Короткие светлые волосы, идеальная кожа, голубые глаза – часами стоял и смотрел бы.
Только лицо в данный момент напряженное, всегда крепкое тело как‑то ослабло, безупречная кожа пошла красными пятнами.
– Джиа, – начал Джек, морщась от боли в ее глазах, втаскивая ее в квартиру, – в чем дело?
Она бросилась к нему в объятия, захлебываясь потоком слов, рассказывая, как у больных СПИДом детишек украли рождественские игрушки. И, закончив, расплакалась.
– Ну‑ну, – пробормотал он, покрепче ее стиснув. – Все будет в порядке.
Известно, что Джиа не часто выплескивает эмоции. Конечно, она итальянка, но уроженка Севера, в ее жилах, пожалуй, больше швейцарской крови. Чтобы вот так вот рыдать... надо действительно пережить нечто ужасное.
– Главное дело – полнейшее бессердечие, – всхлипывала она. – Кто мог такое сделать? И как ты можешь с таким чертовским спокойствием к этому относиться?
О‑хо‑хо.
– Вижу, тебе надо на чем‑нибудь злость сорвать. Понимаю, ты сильно расстроена, Джиа, но я‑то тут не виноват.
– Ох, знаю, знаю. Только... ты там никогда не бывал. Никогда не видел малышей. Никогда на руках не держал. Джек, у них нет ничего. Даже заботливых родителей, не говоря уж о будущем. Мы собирали игрушки, чтобы устроить им славное Рождество, великолепное Рождество – для многих последнее. А теперь...
Снова слезы.
Господи, какой ужас. Надо что‑то сказать, что‑то сделать, как‑то успокоить ее.
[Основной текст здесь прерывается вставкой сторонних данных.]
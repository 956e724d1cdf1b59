use std::path::PathBuf;
use std::process;
use std::sync::Arc;
use std::thread;
use std::time::Duration;

use clap::{Parser, Subcommand};
use serde::Serialize;
use tracing_subscriber::EnvFilter;

use poschain::ledger::DEFAULT_STAKE;
use poschain::miner::MiningScheduler;
use poschain::node::{ChainError, ChainService};
use poschain::store::{LedgerStore, DEFAULT_DATA_DIR};

#[derive(Parser)]
#[command(name = "poschain", version, about = "Single-node proof-of-stake ledger")]
struct Cli {
    /// Directory holding the persisted chain record.
    #[arg(long, default_value = DEFAULT_DATA_DIR, global = true)]
    data_dir: PathBuf,

    #[command(subcommand)]
    command: Command,
}

#[derive(Subcommand)]
enum Command {
    /// Load the persisted chain, or bootstrap genesis and the faucet.
    Init,
    /// Print the chain summary.
    Status,
    /// Create a named account; prints the account including its secret
    /// phrase (shown exactly once; store it safely).
    CreateAccount { username: String },
    /// Mint new tokens to an address.
    Mint {
        to: String,
        amount: u64,
        #[arg(long)]
        reason: Option<String>,
    },
    /// Transfer tokens from a named account to an address.
    Transfer {
        from: String,
        to: String,
        amount: u64,
    },
    /// Register an account as an active validator.
    RegisterValidator {
        username: String,
        #[arg(long, default_value_t = DEFAULT_STAKE)]
        stake: u64,
    },
    /// Mine one or more blocks immediately.
    Mine {
        #[arg(long, default_value_t = 1)]
        count: u32,
    },
    /// Run the periodic miner until the requested number of blocks landed.
    AutoMine {
        #[arg(long, default_value_t = 10)]
        period_secs: u64,
        #[arg(long, default_value_t = 6)]
        blocks: u64,
    },
    /// Show an account (with balance) by username.
    Account { username: String },
    /// Show the balance of an address.
    Balance { address: String },
    /// Show a block by height.
    Block { height: u64 },
    /// List the most recent blocks, newest first.
    Blocks {
        #[arg(long, default_value_t = 10)]
        limit: usize,
    },
    /// List all registered validators.
    Validators,
    /// Delete the persisted chain record.
    Clear,
}

fn main() {
    tracing_subscriber::fmt()
        .with_env_filter(EnvFilter::try_from_default_env().unwrap_or_else(|_| EnvFilter::new("warn")))
        .init();

    let cli = Cli::parse();
    if let Err(err) = run(cli) {
        eprintln!("error: {err}");
        process::exit(1);
    }
}

fn run(cli: Cli) -> Result<(), ChainError> {
    // Clearing must not bootstrap a chain just to delete it.
    if let Command::Clear = cli.command {
        LedgerStore::new(&cli.data_dir).clear()?;
        println!("persisted chain record cleared");
        return Ok(());
    }

    let service = ChainService::open(&cli.data_dir)?;
    match cli.command {
        Command::Init => {
            print_json(&service.status());
        }
        Command::Status => print_json(&service.status()),
        Command::CreateAccount { username } => {
            let account = service.create_account(&username)?;
            print_json(&account);
        }
        Command::Mint { to, amount, reason } => {
            let tx = service.mint(&to, amount, reason)?;
            print_json(&tx);
        }
        Command::Transfer { from, to, amount } => {
            let tx = service.transfer(&from, &to, amount)?;
            print_json(&tx);
        }
        Command::RegisterValidator { username, stake } => {
            let validator = service.register_validator(&username, Some(stake))?;
            print_json(&validator);
        }
        Command::Mine { count } => {
            for _ in 0..count {
                let block = service.mine_block()?;
                print_json(&block);
            }
        }
        Command::AutoMine {
            period_secs,
            blocks,
        } => {
            let service = Arc::new(service);
            let target = service.status().latest_height + blocks;
            let scheduler =
                MiningScheduler::start(Arc::clone(&service), Duration::from_secs(period_secs));
            while service.status().latest_height < target {
                thread::sleep(Duration::from_millis(200));
            }
            scheduler.shutdown();
            print_json(&service.status());
        }
        Command::Account { username } => match service.account(&username) {
            Some(view) => print_json(&view),
            None => not_found(&format!("account {username}")),
        },
        Command::Balance { address } => {
            #[derive(Serialize)]
            struct BalanceView<'a> {
                address: &'a str,
                balance: u64,
            }
            print_json(&BalanceView {
                address: &address,
                balance: service.balance(&address),
            });
        }
        Command::Block { height } => match service.block(height) {
            Some(block) => print_json(&block),
            None => not_found(&format!("block {height}")),
        },
        Command::Blocks { limit } => print_json(&service.recent_blocks(limit)),
        Command::Validators => print_json(&service.validators()),
        Command::Clear => unreachable!("handled above"),
    }
    Ok(())
}

fn print_json<T: Serialize>(value: &T) {
    match serde_json::to_string_pretty(value) {
        Ok(json) => println!("{json}"),
        Err(err) => {
            eprintln!("error: failed to encode response: {err}");
            process::exit(1);
        }
    }
}

fn not_found(what: &str) -> ! {
    eprintln!("{what} not found");
    process::exit(2)
}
– Знаешь, какие там были подарки? Я имею в виду, есть какой‑нибудь список? Если есть, давай мне, я другие куплю...
Она отстранилась, пристально на него глядя.
– Мы их получили от благотворителей, Джек. Почти все подарки завернуты и готовы к раздаче. Покупать другие не надо. Надо эти вернуть. Ясно?
– Ясно... и не совсем.
– Надо найти подонков, которые это сделали, и проучить как следует... Чтоб это послужило примером... публичным примером. Понятно?
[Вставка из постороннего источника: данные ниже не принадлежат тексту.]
/// Sentinel hash of the height-0 block.
pub const GENESIS_HASH: &str = "genesis";
/// Sentinel previous-hash of the height-0 block.
pub const GENESIS_PREVIOUS_HASH: &str = "0";
/// Sentinel validator used when no registered validator is active, and the
/// `from` of every mint.
pub const SYSTEM_ADDRESS: &str = "system";

#[derive(Debug, thiserror::Error)]
pub enum LedgerError {
    #[error("account {username} already exists")]
    DuplicateAccount { username: Username },
    #[error("validator already registered for address {address}")]
    DuplicateValidator { address: Address },
    #[error("sender account {username} does not exist")]
    UnknownSender { username: Username },
    #[error("account {username} does not exist")]
    UnknownAccount { username: Username },
    #[error("insufficient balance in {address}: have {balance}, need {amount}")]
    InsufficientBalance {
        address: Address,
        balance: Amount,
        amount: Amount,
    },
    #[error("amount must be greater than zero")]
    InvalidAmount,
    #[error("amount would overflow a balance or the total supply")]
    AmountOverflow,
    #[error(transparent)]
    Derivation(#[from] DerivationError),
}

/// A named account. The balance does NOT live here; it lives in the
/// ledger's balance table keyed by address, so reward mints to a raw
/// address never have to resolve a username.
#[derive(Clone, Debug, Serialize, Deserialize, PartialEq, Eq)]
#[serde(rename_all = "camelCase")]
pub struct Account {
    pub username: Username,
    pub address: Address,
    /// Stored verbatim and returned once at creation; treat as sensitive.
    pub secret_phrase: String,
    pub created_at: u64,
}

#[derive(Clone, Copy, Debug, Serialize, Deserialize, PartialEq, Eq)]
#[serde(rename_all = "lowercase")]
pub enum ValidatorStatus {
    Active,
    Inactive,
}

#[derive(Clone, Debug, Serialize, Deserialize, PartialEq, Eq)]
#[serde(rename_all = "camelCase")]
pub struct Validator {
    pub address: Address,
    pub username: Username,
    pub stake: Amount,
    /// Fixed at registration time; never re-derived from later balance
    /// changes.
    pub power: Amount,
    pub status: ValidatorStatus,
    pub blocks_proposed: u64,
    pub rewards_earned: Amount,
    pub joined_at: u64,
}

#[derive(Clone, Copy, Debug, Serialize, Deserialize, PartialEq, Eq)]
#[serde(rename_all = "lowercase")]
pub enum TxKind {
    Mint,
    Transfer,
}

/// Record of a single mint or transfer. Transactions are returned to the
/// caller and are not bound into any block; mined blocks carry an empty
/// transaction list. Inherited behavior, kept as-is.
#[derive(Clone, Debug, Serialize, Deserialize, PartialEq, Eq)]
#[serde(rename_all = "camelCase")]
pub struct Transaction {
    pub kind: TxKind,
    pub from: Address,
    pub to: Address,
    pub amount: Amount,
    #[serde(default, skip_serializing_if = "Option::is_none")]
    pub reason: Option<String>,
    pub timestamp: u64,
    pub tx_hash: String,
}

#[derive(Clone, Debug, Serialize, Deserialize, PartialEq, Eq)]
#[serde(rename_all = "camelCase")]
pub struct Block {
    pub height: u64,
    pub timestamp: u64,
    pub hash: String,
    pub previous_hash: String,
    pub transactions: Vec<Transaction>,
    /// Address of the selected validator, or [`SYSTEM_ADDRESS`].
    pub validator: Address,
    pub gas_used: u64,
    pub gas_limit: u64,
}

impl Block {
    pub fn genesis(timestamp: u64) -> Self {
        Self {
            height: 0,
            timestamp,
            hash: GENESIS_HASH.to_string(),
            previous_hash: GENESIS_PREVIOUS_HASH.to_string(),
            transactions: Vec::new(),
            validator: SYSTEM_ADDRESS.to_string(),
            gas_used: 0,
            gas_limit: BLOCK_GAS_LIMIT,
        }
    }
}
Он постарался спрятать усмешку.
– Кажется, понятно. Ты хочешь, чтоб следующий подонок, которому подобная мысль взбредет в голову, дважды, а то и трижды подумал, прежде чем браться за дело.
– Вот именно. Вот именно.
– И кто же конкретно, – с преувеличенной наивностью, по‑прежнему сдерживая улыбку, продолжал Джек, – по‑твоему, должен его проучить?
– Тебе прекрасно известно кто, черт побери, – отрезала она, пригвоздив его взглядом.
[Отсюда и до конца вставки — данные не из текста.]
//! Single-node proof-of-stake ledger.
//!
//! The crate keeps a chain of blocks, named accounts with token balances,
//! and a registry of staked validators, and periodically mines blocks that
//! mint and split a fixed reward among the active validators. State is
//! write-through persisted to a single JSON record after every mutation.
//!
//! * [`ledger`] — the in-memory state machine and its typed errors.
//! * [`wallet`] — the address-derivation capability (ed25519 + sha256).
//! * [`producer`] — block creation, validator selection, reward payout.
//! * [`store`] — the durable record: save, defensive load, clear.
//! * [`node`] — the service wrapper enforcing mutate-then-persist.
//! * [`miner`] — the periodic auto-mining driver.
//!
//! The modules are intentionally small and focused so that a boundary
//! layer (CLI today, HTTP tomorrow) can be bolted on without pulling in
//! bespoke plumbing of its own.

pub mod ledger;
pub mod miner;
pub mod node;
pub mod producer;
pub mod store;
pub mod wallet;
– Неужели же я? – Он наконец позволил себе усмехнуться. – А я думал, ты этого не одобряешь.
– Не одобряю. И никогда не одобрю. Но в этот единственный раз...
– Как‑нибудь переживешь.
– Да. – Она отвернулась, скрестив на груди руки. – Один‑единственный раз переживу.
И побрела по гостиной, бесцельно проводя пальцами по золоченому дубовому комоду, по секретеру с откидной крышкой, где хранился компьютер...
– Слушай, Джиа...
– Ох, только не надо, пожалуйста, – махнула она рукой. – Я догадываюсь, что ты хочешь сказать. Пожалуйста, не упрекай меня ни в какой нравственной или психологической непоследовательности, если я не выхожу за тебя замуж в связи с твоей деятельностью, а потом являюсь с проблемой, которую, видимо, можно решить лишь твоей тактикой. Я целое утро голову ломала, думала, стоит ли тебе даже рассказывать. Уже в такси была готова попросить шофера свернуть на Пятьдесят девятую и позабыть обо всем...
– Замечательно, – буркнул обиженный Джек. – Просто даже оскорбительно. С каких это пор ты не позволяешь себе обращаться ко мне с чем угодно?